Step 4. If required by the user, the system is also able to provide a list of the names of experts whose opinion has been used to generate the collaborative recommendation and a link to their public profile. In such a way, users are not only given a set of resources and their associated recommendations but are also allowed to discover other researchers who can be considered potential research collaborators.

Additionally, if the system could get knowledge about the skill level of users or their typology (such as students, teachers or researchers) it could be possible to add new filtering features to improve collaborative recommendations. In this way, a user could be provided, for instance, with recommendations defined by other users with both similar interests and skills.

Figure 5: Collaborative recommendation module

Recommendation items display sample

When D-Fussion provides users with an information alert it is possible for them to decide which recommendation approach (monodisciplinary or multidisciplinary) is the more appropriate at that point in time to satisfy their information needs. Depending on the approach selected, D-Fussion displays recommendations as a list of items with a title, an abstract and a hyperlink to the full-text document. Next to the item there are also displayed three different elements:

A relevance value expressed as a 2-tuple.
A collaborative recommendation defined by a linguistic label. This recommendation value may not appear if the item hasn’t been assessed yet. When the collaborative recommendation is generated, its linguistic label is displayed as an active text that, when clicked on, shows the names of experts whose appraisals have been used to generate that recommendation. In such a way, users are able to discover other users with similar interests and access their public profile to get in contact with them.
A menu where users can select a linguistic label to define their assessment (or satisfaction degree) about the corresponding item. This element is not available in the multidisciplinary approach, however, because it does not make sense to assess resources that do not fit users’ needs (we have to take into account that these appraisals are later on used to update users’ preferences).
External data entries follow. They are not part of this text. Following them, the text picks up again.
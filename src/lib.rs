//! Lean Nexus: asset health to strategy alignment
//!
//! Turns a vibration reading from a rotating asset into a fault
//! classification, efficiency and emissions estimates, and the status of the
//! plant's strategic goals.
//!
//! ## Architecture
//!
//! - **Asset Health**: pure model from vibration to classification, efficiency,
//!   power, emissions, FMEA and spectrum presets
//! - **Context**: shared snapshot of the current reading and carbon waste
//! - **Views**: strategy cascade, digital twin and RCA copilot view models
//! - **Telemetry**: JSON-lines feed that keeps the context current
//! - **Narrative**: pluggable SOP / X-Matrix text generation
//! - **API**: axum router serving the views

pub mod api;
pub mod asset_health;
pub mod config;
pub mod context;
pub mod narrative;
pub mod telemetry;
pub mod types;
pub mod views;

// Re-export configuration
pub use config::NexusConfig;

// Re-export commonly used types
pub use types::{
    Evaluation, FaultClassification, FmeaTable, SpectralBuckets, TelemetryEnvelope,
    TelemetryPayload, PUMP_TELEMETRY_TOPIC,
};

// Re-export the model and context
pub use asset_health::{AssetHealthModel, HealthError, Vibration};
pub use context::{ContextError, ContextSnapshot, SharedContext};

// Re-export narrative and telemetry entry points
pub use narrative::{NarrativeGenerator, TemplateGenerator};
pub use telemetry::{TelemetryError, TelemetryFeed, TelemetrySource};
Figure 6 displays a screenshot of D-Fussion displaying a list of results according to the monodisciplinary approach.

Figure 6: Recommendation alert screen

Experimental setup and evaluation

To analyse the behaviour of the D-Fussion model interaction we have created a prototype system, which will evaluate its overall performance in terms of precision and recall. The main aim of this experiment is determining whether the system achieves the original goal of recommending useful resources to its users. We have chosen a random sample of twelve researchers in the field of Library and Information Science from the University of Granada.

The evaluation of this first version of D-Fussion has been based on a set of experiments designed to measure the capability of the system to recommend research resources that better fit users’ preferences. Nevertheless, although the system is able to provide both content-based and collaborative recommendations, the experiment is limited to the evaluation of the content-based recommendation module due to the lack of sufficient collaborative recommendations (that is, since the system is not fully implemented yet it suffers from cold start problem (Schein et al. 2002)).

Evaluation metrics

In the field of filtering and recommender systems there is a set of well-known and widely-used measures of precision, recall and F1 that make possible assessing the quality of the generated recommendations (Cao and Li 2007; Cleverdon and Keen 1966; Sarwar et al. 2000). To calculate these metrics we need a contingency table to categorize the items according to users’ information needs (see Table 1).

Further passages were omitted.